As a knifemaker who has used steel from several different suppliers, not all steels are created equal. You can get the same grade steel from two different sources, and there can be significant differences in the chemistry and initial internal structure of the material. In a backyard shop, even though I feel comfortable heat treating 1095, 1095 from one place needs to be handled differently than 1095 from another supplier. In my experience, all steels suffer this inconsistency, even though they have the same grade label.

To think that all 440C is exactly the same, all over the world, is foolish - and why I suggest that it's not an ideal material for knives. But people like shiny and no rust, so that's what they get, and if the shop producing blades isn't paying very close attention to what they're doing, they can mess it up with no visual signal that they have.
If you are calling me a fool, you missed the part I wrote " This temperature is dependent upon the actual chemistry of the material. "

Why don't you use tool steel flats? The quality is very good and chemistry is consistant. For what a custom knife maker charges for a knife the additional cost of tool steel would not be noticed. O-1 or O-2?

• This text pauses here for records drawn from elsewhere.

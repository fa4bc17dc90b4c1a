use crate::sleep::{SleepRequest, SuspendLedger};

/// State shared by the control panel and the suspend worker.
///
/// Built once before the worker starts and kept for the life of the program.
pub struct AppContext {
    pub sleep_request: SleepRequest,
    pub ledger: SuspendLedger,
}

impl Default for AppContext {
    fn default() -> Self {
        Self::new()
    }
}

impl AppContext {
    pub const fn new() -> Self {
        Self {
            sleep_request: SleepRequest::new(),
            ledger: SuspendLedger::new(),
        }
    }
}
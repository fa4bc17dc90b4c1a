//! Build-time configuration shared by the firmware and the control panel.

use core::fmt;
use core::str::FromStr;

use embassy_time::Duration;

/// Port the control panel listens on.
pub const HTTP_PORT: u16 = 80;
/// Upper bound for a rendered dynamic page.
pub const HTTP_BYTES_LEN: usize = 1024;
/// Upper bound for an incoming request head.
pub const REQUEST_BYTES_LEN: usize = 512;
/// Number of resources the control panel registers.
pub const MAX_RESOURCES: usize = 4;

/// Interval in which the worker looks for a quiet window.
pub const NETWORK_INACTIVE_INTERVAL: Duration = Duration::from_millis(500);
/// Continuous silence required before the network stack is suspended.
pub const NETWORK_INACTIVE_WINDOW: Duration = Duration::from_millis(250);

/// How long a join may take to produce an address.
pub const JOIN_TIMEOUT: Duration = Duration::from_secs(30);
/// Back-off before re-joining after the access point dropped us.
pub const RECONNECT_DELAY: Duration = Duration::from_secs(5);

/// Security mode of the configured access point.
#[derive(Debug, Default, Clone, Copy, PartialEq, Eq)]
pub enum SecurityMode {
    Open,
    Wep,
    WpaPsk,
    #[default]
    Wpa2Psk,
    WpaWpa2Psk,
    Wpa3Psk,
    Wpa2Wpa3Psk,
}

impl FromStr for SecurityMode {
    type Err = crate::Error;

    fn from_str(s: &str) -> Result<Self, Self::Err> {
        let mode = s.trim();
        let table = [
            ("open", SecurityMode::Open),
            ("wep", SecurityMode::Wep),
            ("wpa", SecurityMode::WpaPsk),
            ("wpa2", SecurityMode::Wpa2Psk),
            ("wpa-wpa2", SecurityMode::WpaWpa2Psk),
            ("wpa3", SecurityMode::Wpa3Psk),
            ("wpa2-wpa3", SecurityMode::Wpa2Wpa3Psk),
        ];
        table
            .iter()
            .find(|(name, _)| name.eq_ignore_ascii_case(mode))
            .map(|(_, security)| *security)
            .ok_or(crate::Error::InvalidArgument)
    }
}

impl fmt::Display for SecurityMode {
    fn fmt(&self, f: &mut fmt::Formatter<'_>) -> fmt::Result {
        let name = match self {
            SecurityMode::Open => "open",
            SecurityMode::Wep => "wep",
            SecurityMode::WpaPsk => "wpa",
            SecurityMode::Wpa2Psk => "wpa2",
            SecurityMode::WpaWpa2Psk => "wpa-wpa2",
            SecurityMode::Wpa3Psk => "wpa3",
            SecurityMode::Wpa2Wpa3Psk => "wpa2-wpa3",
        };
        f.write_str(name)
    }
}

/// Access point credentials. A field is `None` when it was not configured.
#[derive(Debug, Clone, Copy, PartialEq, Eq)]
pub struct WifiCredentials<'a> {
    pub ssid: Option<&'a str>,
    pub passphrase: Option<&'a str>,
    pub security: SecurityMode,
}

impl<'a> WifiCredentials<'a> {
    /// Builds credentials from raw build-time values. An unparsable security
    /// mode falls back to WPA2.
    pub fn from_parts(
        ssid: Option<&'a str>,
        passphrase: Option<&'a str>,
        security: Option<&str>,
    ) -> Self {
        let security = match security.map(SecurityMode::from_str) {
            Some(Ok(mode)) => mode,
            Some(Err(_)) => {
                log::warn!("Unknown security mode, using {}", SecurityMode::default());
                SecurityMode::default()
            }
            None => SecurityMode::default(),
        };
        Self {
            ssid,
            passphrase,
            security,
        }
    }
}

/// Timing of a single suspend attempt.
#[derive(Debug, Clone, Copy, PartialEq, Eq)]
pub struct SleepPolicy {
    pub interval: Duration,
    pub window: Duration,
}

impl SleepPolicy {
    /// A window longer than the interval could never be observed, so it is
    /// clamped to the interval.
    pub fn new(interval: Duration, window: Duration) -> Self {
        Self {
            interval,
            window: if window > interval { interval } else { window },
        }
    }
}

impl Default for SleepPolicy {
    fn default() -> Self {
        Self::new(NETWORK_INACTIVE_INTERVAL, NETWORK_INACTIVE_WINDOW)
    }
}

On thing to know about the variability in the chemistry of steel is a steel manfacturing difficulity know as segragation. As the cast ingot cools the alloy elements group together in different parts of the ingot. When the ingort is rolled into , flats for example and in knife sizes there will be alot of feet of flat, there will be considerable varance in chemistry from the flats at the begianing of the rolling to the middle and at the end of the rolling.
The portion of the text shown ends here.